According to Brent Kedzierski, head of learning strategy and innovation at Shell, industry is historically broken down into four previous focuses, beginning with mechanical production in 1750.
In 1870, mass production was enabled by electricity and the assembly line. In 1969, automated production was accomplished via increased computing power and digital storage, followed by smart production and the IoT in 2011.
In 2020, Kedzierski said, industry entered a fifth incarnation characterized by personalization and "the human touch."
"The future of work is about improving the human performance experience at work through digital solutions [with] seamless connections," Kedzierski said.
Systems are bringing about new ways for people to become engaged in work "in a totally different way" than ever before, he explained. "I've heard lots of stories from our workforce and operators who are seeing that change, so this is a very important point as we take this digital journey."
Speaking as a panelist in a session titled "How to improve plant performance by improving the worker experience" presented by the International Quality and Production Center (IQPC), Kedzierski said industry has entered an era of "psychological safety."
"We think about our digital solutions, and how those plants and infrastructure can help us with inclusion so people feel included in their digital work and like they can do the work through digital means," he said. "They can contribute digitally by documenting and collaborating. They can also challenge it if they see something that is not quite right."
Kedzierski said a hallmark of "Industry 5.0" is its focus on improving workplace health, safety, security and environment (HSSE) as more people entrust both their physical and psychological well-being to their organizations.
More than 40 years of research, he said, proves that long work hours, absence of job control, economic insecurity, work-family conflict, high job demands and "always being 'on'" drive workplace stress, which in turn drives unhealthy behaviors that jeopardize workforce health.
"The workplace can drive stress [that results in] overeating [and] alcohol abuse and drug abuse, which lead to poor health conditions like cardiovascular disease, high blood pressure and all of those kinds of things," Kedzierski continued. "You can see this with COVID-19. People are fatigued; people are working overtime."
Industry leaders, Kedzierski said, are wise to challenge themselves to ask how digital platforms are used in this new era of managing content, and if employee input is being tapped as an asset to processes.

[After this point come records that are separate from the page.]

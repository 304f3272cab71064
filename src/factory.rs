use std::{panic::AssertUnwindSafe, sync::Arc};

use futures::FutureExt;
use tokio::sync::mpsc;
use tokio_util::sync::CancellationToken;

use crate::{
    addon::ManagedClusterAddOn,
    config::Options,
    error::with_timeout,
    registry::ChildHandle,
    subscriber::{ConfigObjectSpec, Lister, ObjectStore, StatusWriter},
    watcher::ConfigWatcher,
    Error, Result,
};

/// Builds config watchers for the runtime-typed references of addons.
pub struct WatcherFactory<S, W> {
    store: Arc<S>,
    writer: Arc<W>,
    addons: Arc<dyn Lister<ManagedClusterAddOn>>,
    options: Options,
    /// Receives the addon key of a watcher that stopped without being cancelled.
    exits: Option<mpsc::UnboundedSender<String>>,
}

impl<S: ObjectStore, W: StatusWriter> WatcherFactory<S, W> {
    pub fn new(
        store: Arc<S>,
        writer: Arc<W>,
        addons: Arc<dyn Lister<ManagedClusterAddOn>>,
        options: Options,
    ) -> Self {
        Self {
            store,
            writer,
            addons,
            options,
            exits: None,
        }
    }

    pub fn notify_exits(mut self, exits: mpsc::UnboundedSender<String>) -> Self {
        self.exits = Some(exits);
        self
    }

    /// Subscribes to the object `addon` references and starts a watcher for it
    /// under a child scope of `parent`.
    ///
    /// Nothing is left running if the subscription cannot be opened.
    pub async fn build(
        &self,
        parent: &CancellationToken,
        addon: &ManagedClusterAddOn,
    ) -> Result<ChildHandle> {
        let key = addon.key();
        let Some(reference) = addon.desired_reference() else {
            return Err(Error::NoReference(key));
        };
        let fingerprint = reference.fingerprint();
        let spec = ConfigObjectSpec::from(reference);

        let subscription = with_timeout(self.options.call_timeout, self.store.config_object(&spec))
            .await
            .map_err(|err| Error::Build {
                fingerprint: fingerprint.clone(),
                source: Box::new(err),
            })?;

        let watcher = ConfigWatcher::new(
            key.clone(),
            fingerprint.clone(),
            spec.namespace,
            subscription.lister,
            Arc::clone(&self.addons),
            Arc::clone(&self.writer),
            self.options.call_timeout,
            self.options.retry,
        );

        let token = parent.child_token();
        let join_handle = tokio::spawn({
            let token = token.clone();
            let exits = self.exits.clone();
            let events = subscription.events;
            async move {
                let result = AssertUnwindSafe(watcher.run(token.clone(), events))
                    .catch_unwind()
                    .await;
                if result.is_err() {
                    log::error!("Config watcher of addon {key} panicked");
                }
                if !token.is_cancelled() {
                    log::warn!("Config watcher of addon {key} stopped unexpectedly");
                    // marks the handle stale before the supervisor hears about it
                    token.cancel();
                    if let Some(exits) = exits {
                        let _ = exits.send(key.to_string());
                    }
                }
            }
        });

        Ok(ChildHandle::new(fingerprint, token, join_handle))
    }
}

"How do we do that better to help resolve these types of issues in the workplace that are actually growing?" he asked.
Mass personalization
"Each industry revolution has had a focus and a power that moves it forward," he said. "We realize that as we connect things, we don't connect them in a way that gives our humans, our workforce, a wonderful experience. You can actually automate bad experience," he said. "This is what we don't want to do and this is why we're looking at a more personalized, adapted view."
Cyber/physical systems help enable this more personalized view to industry, he said.
"It helps us do mass personalization, adapt content and work with people to access these types of things," he said.
Shell implemented its cyber/physical connectivity between systems through digital pilot programs, he said.
"What we found out is that if you don't seriously consider the human aspect of what digitization means on the front line, it's going to present some problems that were unintended consequences," Kedzierski explained. "That is why you want to have a very good taxonomy about what to automate, what to digitize and how to digitize [in a way] that doesn't disenfranchise workers, but uses the benefits of automation to help them enrich their work and improve their performance."